Dataset entries
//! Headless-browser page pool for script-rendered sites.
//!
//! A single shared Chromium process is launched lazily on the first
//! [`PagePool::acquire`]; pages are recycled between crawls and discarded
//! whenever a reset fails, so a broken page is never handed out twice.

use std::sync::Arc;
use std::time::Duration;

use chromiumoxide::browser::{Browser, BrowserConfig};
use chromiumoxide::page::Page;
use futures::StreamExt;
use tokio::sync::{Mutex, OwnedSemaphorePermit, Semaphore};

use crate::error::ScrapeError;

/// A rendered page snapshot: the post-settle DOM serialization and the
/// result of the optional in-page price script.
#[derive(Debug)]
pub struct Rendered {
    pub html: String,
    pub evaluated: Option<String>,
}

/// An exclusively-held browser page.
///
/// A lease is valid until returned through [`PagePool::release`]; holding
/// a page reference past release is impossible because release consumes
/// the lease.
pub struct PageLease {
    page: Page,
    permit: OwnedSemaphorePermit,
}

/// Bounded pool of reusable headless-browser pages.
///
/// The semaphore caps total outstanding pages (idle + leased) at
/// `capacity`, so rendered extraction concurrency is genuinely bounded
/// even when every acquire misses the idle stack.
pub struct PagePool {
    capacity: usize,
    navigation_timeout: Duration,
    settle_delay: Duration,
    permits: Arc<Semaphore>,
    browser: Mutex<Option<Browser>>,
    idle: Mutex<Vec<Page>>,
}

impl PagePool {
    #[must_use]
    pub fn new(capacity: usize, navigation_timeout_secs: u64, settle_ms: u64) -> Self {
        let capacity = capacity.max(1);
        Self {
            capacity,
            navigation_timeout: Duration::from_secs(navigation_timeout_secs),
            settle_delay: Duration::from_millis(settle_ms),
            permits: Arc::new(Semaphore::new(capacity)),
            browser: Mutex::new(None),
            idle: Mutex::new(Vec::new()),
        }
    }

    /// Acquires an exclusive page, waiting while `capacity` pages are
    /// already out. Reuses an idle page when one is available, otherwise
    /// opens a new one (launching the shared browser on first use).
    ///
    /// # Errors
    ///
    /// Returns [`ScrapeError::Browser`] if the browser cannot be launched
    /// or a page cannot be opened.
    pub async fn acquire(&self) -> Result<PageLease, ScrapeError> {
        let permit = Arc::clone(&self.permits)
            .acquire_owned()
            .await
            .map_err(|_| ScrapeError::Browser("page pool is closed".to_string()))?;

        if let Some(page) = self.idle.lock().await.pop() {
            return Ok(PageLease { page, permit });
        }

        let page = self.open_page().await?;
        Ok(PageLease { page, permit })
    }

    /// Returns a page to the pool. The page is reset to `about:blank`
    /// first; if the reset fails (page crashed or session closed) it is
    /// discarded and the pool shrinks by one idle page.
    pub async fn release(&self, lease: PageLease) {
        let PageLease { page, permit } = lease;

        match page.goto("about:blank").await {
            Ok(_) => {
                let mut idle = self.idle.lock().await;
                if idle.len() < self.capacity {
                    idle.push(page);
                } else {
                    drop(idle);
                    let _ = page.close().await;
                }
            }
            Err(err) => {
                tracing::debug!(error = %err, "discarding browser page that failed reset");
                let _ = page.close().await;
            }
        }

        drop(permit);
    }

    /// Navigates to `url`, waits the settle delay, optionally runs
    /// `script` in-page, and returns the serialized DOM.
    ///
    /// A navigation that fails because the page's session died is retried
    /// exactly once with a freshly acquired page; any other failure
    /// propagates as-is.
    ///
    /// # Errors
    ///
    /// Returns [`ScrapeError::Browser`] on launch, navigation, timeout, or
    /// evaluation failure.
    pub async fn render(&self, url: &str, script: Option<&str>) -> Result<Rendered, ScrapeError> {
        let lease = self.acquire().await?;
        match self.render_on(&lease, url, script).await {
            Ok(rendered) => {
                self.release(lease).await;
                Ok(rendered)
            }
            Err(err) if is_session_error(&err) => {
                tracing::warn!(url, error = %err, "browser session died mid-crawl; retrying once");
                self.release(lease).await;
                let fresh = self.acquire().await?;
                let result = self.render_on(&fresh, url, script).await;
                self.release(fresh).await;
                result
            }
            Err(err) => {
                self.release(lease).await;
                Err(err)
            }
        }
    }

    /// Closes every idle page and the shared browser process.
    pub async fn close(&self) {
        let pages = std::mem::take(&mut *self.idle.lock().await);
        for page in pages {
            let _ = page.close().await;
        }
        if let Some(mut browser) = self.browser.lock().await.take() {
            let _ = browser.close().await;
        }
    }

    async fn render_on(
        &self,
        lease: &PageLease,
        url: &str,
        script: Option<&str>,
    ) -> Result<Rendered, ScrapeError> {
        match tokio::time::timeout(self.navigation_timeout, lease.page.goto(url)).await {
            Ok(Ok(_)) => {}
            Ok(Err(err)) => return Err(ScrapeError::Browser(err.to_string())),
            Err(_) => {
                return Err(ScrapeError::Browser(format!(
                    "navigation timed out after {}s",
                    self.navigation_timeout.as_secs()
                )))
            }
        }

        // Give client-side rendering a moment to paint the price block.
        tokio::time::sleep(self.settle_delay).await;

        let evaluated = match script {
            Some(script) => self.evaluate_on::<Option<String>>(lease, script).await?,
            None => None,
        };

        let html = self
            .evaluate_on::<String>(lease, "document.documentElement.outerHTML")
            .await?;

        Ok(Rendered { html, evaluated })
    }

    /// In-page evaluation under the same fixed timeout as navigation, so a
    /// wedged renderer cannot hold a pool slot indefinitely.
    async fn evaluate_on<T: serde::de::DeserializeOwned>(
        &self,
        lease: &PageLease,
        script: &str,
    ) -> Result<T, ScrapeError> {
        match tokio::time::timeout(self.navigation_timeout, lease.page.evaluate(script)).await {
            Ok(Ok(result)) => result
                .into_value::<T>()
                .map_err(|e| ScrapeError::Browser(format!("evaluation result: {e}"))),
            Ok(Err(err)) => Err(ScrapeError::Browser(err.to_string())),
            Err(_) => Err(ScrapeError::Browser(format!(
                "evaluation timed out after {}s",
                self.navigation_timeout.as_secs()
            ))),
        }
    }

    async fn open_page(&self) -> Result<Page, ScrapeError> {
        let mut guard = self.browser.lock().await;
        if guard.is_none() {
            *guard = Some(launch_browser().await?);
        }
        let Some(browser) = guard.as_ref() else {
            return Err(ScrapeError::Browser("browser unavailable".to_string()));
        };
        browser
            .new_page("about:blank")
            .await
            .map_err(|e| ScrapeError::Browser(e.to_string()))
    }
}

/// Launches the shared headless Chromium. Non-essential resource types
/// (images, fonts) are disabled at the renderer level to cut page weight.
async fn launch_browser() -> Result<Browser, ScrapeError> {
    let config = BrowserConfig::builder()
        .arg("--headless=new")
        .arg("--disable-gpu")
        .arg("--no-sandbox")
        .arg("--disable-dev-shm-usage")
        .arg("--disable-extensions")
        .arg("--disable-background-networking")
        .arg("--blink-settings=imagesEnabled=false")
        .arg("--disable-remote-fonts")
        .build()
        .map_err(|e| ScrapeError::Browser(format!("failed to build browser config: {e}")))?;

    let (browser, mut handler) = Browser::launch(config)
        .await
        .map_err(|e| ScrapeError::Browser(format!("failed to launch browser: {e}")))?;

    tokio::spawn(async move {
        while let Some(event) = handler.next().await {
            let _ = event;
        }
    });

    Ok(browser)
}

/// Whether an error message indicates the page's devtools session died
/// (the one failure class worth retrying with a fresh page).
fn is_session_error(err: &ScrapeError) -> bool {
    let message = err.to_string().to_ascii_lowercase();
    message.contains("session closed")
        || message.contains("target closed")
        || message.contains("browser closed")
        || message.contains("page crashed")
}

**Try it**
The records above must be retyped in full, exactly as written.

**Solution to the exercise**
//! Headless-browser page pool for script-rendered sites.
//!
//! A single shared Chromium process is launched lazily on the first
//! [`PagePool::acquire`]; pages are recycled between crawls and discarded
//! whenever a reset fails, so a broken page is never handed out twice.

use std::sync::Arc;
use std::time::Duration;

use chromiumoxide::browser::{Browser, BrowserConfig};
use chromiumoxide::page::Page;
use futures::StreamExt;
use tokio::sync::{Mutex, OwnedSemaphorePermit, Semaphore};

use crate::error::ScrapeError;

/// A rendered page snapshot: the post-settle DOM serialization and the
/// result of the optional in-page price script.
#[derive(Debug)]
pub struct Rendered {
    pub html: String,
    pub evaluated: Option<String>,
}

/// An exclusively-held browser page.
///
/// A lease is valid until returned through [`PagePool::release`]; holding
/// a page reference past release is impossible because release consumes
/// the lease.
pub struct PageLease {
    page: Page,
    permit: OwnedSemaphorePermit,
}

/// Bounded pool of reusable headless-browser pages.
///
/// The semaphore caps total outstanding pages (idle + leased) at
/// `capacity`, so rendered extraction concurrency is genuinely bounded
/// even when every acquire misses the idle stack.
pub struct PagePool {
    capacity: usize,
    navigation_timeout: Duration,
    settle_delay: Duration,
    permits: Arc<Semaphore>,
    browser: Mutex<Option<Browser>>,
    idle: Mutex<Vec<Page>>,
}

impl PagePool {
    #[must_use]
    pub fn new(capacity: usize, navigation_timeout_secs: u64, settle_ms: u64) -> Self {
        let capacity = capacity.max(1);
        Self {
            capacity,
            navigation_timeout: Duration::from_secs(navigation_timeout_secs),
            settle_delay: Duration::from_millis(settle_ms),
            permits: Arc::new(Semaphore::new(capacity)),
            browser: Mutex::new(None),
            idle: Mutex::new(Vec::new()),
        }
    }

    /// Acquires an exclusive page, waiting while `capacity` pages are
    /// already out. Reuses an idle page when one is available, otherwise
    /// opens a new one (launching the shared browser on first use).
    ///
    /// # Errors
    ///
    /// Returns [`ScrapeError::Browser`] if the browser cannot be launched
    /// or a page cannot be opened.
    pub async fn acquire(&self) -> Result<PageLease, ScrapeError> {
        let permit = Arc::clone(&self.permits)
            .acquire_owned()
            .await
            .map_err(|_| ScrapeError::Browser("page pool is closed".to_string()))?;

        if let Some(page) = self.idle.lock().await.pop() {
            return Ok(PageLease { page, permit });
        }

        let page = self.open_page().await?;
        Ok(PageLease { page, permit })
    }

    /// Returns a page to the pool. The page is reset to `about:blank`
    /// first; if the reset fails (page crashed or session closed) it is
    /// discarded and the pool shrinks by one idle page.
    pub async fn release(&self, lease: PageLease) {
        let PageLease { page, permit } = lease;

        match page.goto("about:blank").await {
            Ok(_) => {
                let mut idle = self.idle.lock().await;
                if idle.len() < self.capacity {
                    idle.push(page);
                } else {
                    drop(idle);
                    let _ = page.close().await;
                }
            }
            Err(err) => {
                tracing::debug!(error = %err, "discarding browser page that failed reset");
                let _ = page.close().await;
            }
        }

        drop(permit);
    }

    /// Navigates to `url`, waits the settle delay, optionally runs
    /// `script` in-page, and returns the serialized DOM.
    ///
    /// A navigation that fails because the page's session died is retried
    /// exactly once with a freshly acquired page; any other failure
    /// propagates as-is.
    ///
    /// # Errors
    ///
    /// Returns [`ScrapeError::Browser`] on launch, navigation, timeout, or
    /// evaluation failure.
    pub async fn render(&self, url: &str, script: Option<&str>) -> Result<Rendered, ScrapeError> {
        let lease = self.acquire().await?;
        match self.render_on(&lease, url, script).await {
            Ok(rendered) => {
                self.release(lease).await;
                Ok(rendered)
            }
            Err(err) if is_session_error(&err) => {
                tracing::warn!(url, error = %err, "browser session died mid-crawl; retrying once");
                self.release(lease).await;
                let fresh = self.acquire().await?;
                let result = self.render_on(&fresh, url, script).await;
                self.release(fresh).await;
                result
            }
            Err(err) => {
                self.release(lease).await;
                Err(err)
            }
        }
    }

    /// Closes every idle page and the shared browser process.
    pub async fn close(&self) {
        let pages = std::mem::take(&mut *self.idle.lock().await);
        for page in pages {
            let _ = page.close().await;
        }
        if let Some(mut browser) = self.browser.lock().await.take() {
            let _ = browser.close().await;
        }
    }

    async fn render_on(
        &self,
        lease: &PageLease,
        url: &str,
        script: Option<&str>,
    ) -> Result<Rendered, ScrapeError> {
        match tokio::time::timeout(self.navigation_timeout, lease.page.goto(url)).await {
            Ok(Ok(_)) => {}
            Ok(Err(err)) => return Err(ScrapeError::Browser(err.to_string())),
            Err(_) => {
                return Err(ScrapeError::Browser(format!(
                    "navigation timed out after {}s",
                    self.navigation_timeout.as_secs()
                )))
            }
        }

        // Give client-side rendering a moment to paint the price block.
        tokio::time::sleep(self.settle_delay).await;

        let evaluated = match script {
            Some(script) => self.evaluate_on::<Option<String>>(lease, script).await?,
            None => None,
        };

        let html = self
            .evaluate_on::<String>(lease, "document.documentElement.outerHTML")
            .await?;

        Ok(Rendered { html, evaluated })
    }

    /// In-page evaluation under the same fixed timeout as navigation, so a
    /// wedged renderer cannot hold a pool slot indefinitely.
    async fn evaluate_on<T: serde::de::DeserializeOwned>(
        &self,
        lease: &PageLease,
        script: &str,
    ) -> Result<T, ScrapeError> {
        match tokio::time::timeout(self.navigation_timeout, lease.page.evaluate(script)).await {
            Ok(Ok(result)) => result
                .into_value::<T>()
                .map_err(|e| ScrapeError::Browser(format!("evaluation result: {e}"))),
            Ok(Err(err)) => Err(ScrapeError::Browser(err.to_string())),
            Err(_) => Err(ScrapeError::Browser(format!(
                "evaluation timed out after {}s",
                self.navigation_timeout.as_secs()
            ))),
        }
    }

    async fn open_page(&self) -> Result<Page, ScrapeError> {
        let mut guard = self.browser.lock().await;
        if guard.is_none() {
            *guard = Some(launch_browser().await?);
        }
        let Some(browser) = guard.as_ref() else {
            return Err(ScrapeError::Browser("browser unavailable".to_string()));
        };
        browser
            .new_page("about:blank")
            .await
            .map_err(|e| ScrapeError::Browser(e.to_string()))
    }
}

/// Launches the shared headless Chromium. Non-essential resource types
/// (images, fonts) are disabled at the renderer level to cut page weight.
async fn launch_browser() -> Result<Browser, ScrapeError> {
    let config = BrowserConfig::builder()
        .arg("--headless=new")
        .arg("--disable-gpu")
        .arg("--no-sandbox")
        .arg("--disable-dev-shm-usage")
        .arg("--disable-extensions")
        .arg("--disable-background-networking")
        .arg("--blink-settings=imagesEnabled=false")
        .arg("--disable-remote-fonts")
        .build()
        .map_err(|e| ScrapeError::Browser(format!("failed to build browser config: {e}")))?;

    let (browser, mut handler) = Browser::launch(config)
        .await
        .map_err(|e| ScrapeError::Browser(format!("failed to launch browser: {e}")))?;

    tokio::spawn(async move {
        while let Some(event) = handler.next().await {
            let _ = event;
        }
    });

    Ok(browser)
}

/// Whether an error message indicates the page's devtools session died
/// (the one failure class worth retrying with a fresh page).
fn is_session_error(err: &ScrapeError) -> bool {
    let message = err.to_string().to_ascii_lowercase();
    message.contains("session closed")
        || message.contains("target closed")
        || message.contains("browser closed")
        || message.contains("page crashed")
}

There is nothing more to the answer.